Every year, some 60,000 students graduate from about 600 film schools worldwide. I estimate that probably 20 percent choose to focus on cinematography — so, let’s assume 12,000 budding cinematographers graduate every year. These numbers represent the universities and one- to three-year film schools. If you include the various master classes, summer courses and online classes that are available, you would probably add considerably more students.
The teaching of cinematography has always been of interest to me. At one point, it motivated me to start the ASC Master Class program because I found, in most instances, film school teaching was not always reaching an acceptable level of education. Over the last 20 years, I have also occasionally taught at film schools and universities — always in the form of a workshop. It surprised me that many students lacked a basic technological background — really not so difficult to learn — and, more importantly, they lacked an understanding of the creative motivation that results in good cinematography.
“The money being charged for film education these days is staggering; spending a whopping $250,000 to $350,000 to send someone through to graduation is not uncommon.”
I am a product of six years of film education — first, the Netherlands Film Academy for four years and then two years at AFI. Looking back, I remember a few educational lapses at both schools, though they have excellent reputations. Yes, I did enjoy my six years very much; the collaboration with my fellow students was phenomenal. Just how great is it to have time to develop yourself in a protected environment? That aspect alone has formed an essential foundation for the rest of my career. But, honestly, I cannot forget some of the marginal teachers I endured. Those burdened by alcoholism and favoritism, and the idiosyncratic ones who did nothing constructive for students but instead glorified themselves through teaching. In my early film school days, one suicidal instructor drowned himself in a bathtub after we did not show up to a screening of his thesis movie about “being of an alcoholic soul.” Later, another teacher made us put paint on our heels and, after having us watch a scene from probable camera angles, made us decide where to put the camera based on the density of the paint residue on the floor!
What this all brings to mind is the saying by educator William Arthur Ward: “The mediocre teacher tells. The good teacher explains. The superior teacher demonstrates. The great teacher inspires!”

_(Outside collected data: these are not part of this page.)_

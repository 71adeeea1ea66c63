pub mod api;
pub mod auth;
pub mod billing;
pub mod config;
pub mod domain;
pub mod error;
pub mod fees;
pub mod ledger;
pub mod notifications;
pub mod payments;
pub mod repository;
pub mod service;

I realized over the years that some film-teaching professionals probably were not so successful in their careers and, through teaching, found a stage for their insecurities. I’m done watching teachers tell their students how brilliant their own work is, and, in the process, influence young and eager minds. I have been in educational staff meetings where these “prophets of mediocrity” say things like, “We like to work with vacant minds and shape someone’s creativity.” That has sent me running for the door.
Although this all sounds maybe a bit hopeless, the reality is not so. Students today are producing great and innovative films. The submissions to the annual ASC Student Heritage Awards competition are a testament to this.
And there are, of course, teachers who are genuinely our deserving heroes. I would classify them as those who don’t necessarily have a lot of structure or preconceived ideas, but are just themselves — exposing their faults as well as accomplishments.
A lot of learning in cinematography is watching others do it — others who are, of course, talented and create images that speak to you. In my early years, I observed and interned with cinematographers who included Witold Sobociński, PSC and Gerry Fisher, BSC. They were doing a job — one cracking jokes all the time, and the other stern and intolerant of worldly distractions. At the time, many things I observed were incomprehensible. Years later, it suddenly all started to make sense and made me forever grateful to them.
The money being charged for film education these days is staggering; spending a whopping $250,000 to $350,000 to send someone through to graduation is not uncommon. Then the hordes not admitted to a reputable institution fall prey to the commercial film schools, with less oversight and accountability. A $50,000 bill for a year is the norm. Those schools, motivated by profit, often paint a sorry picture of students recruited worldwide, recipients of veteran administration grants, and a hopeless group that wants to work in the industry at any cost and take out high-interest loans in the effort to do so.
It’s time to do something about this situation. Maybe it’s time for students to revolt, and for parents to withhold tuition and demand accountability.
That will be a wake-up call for the mediocrity, motivate a move to better education, and get us out of this film school misery.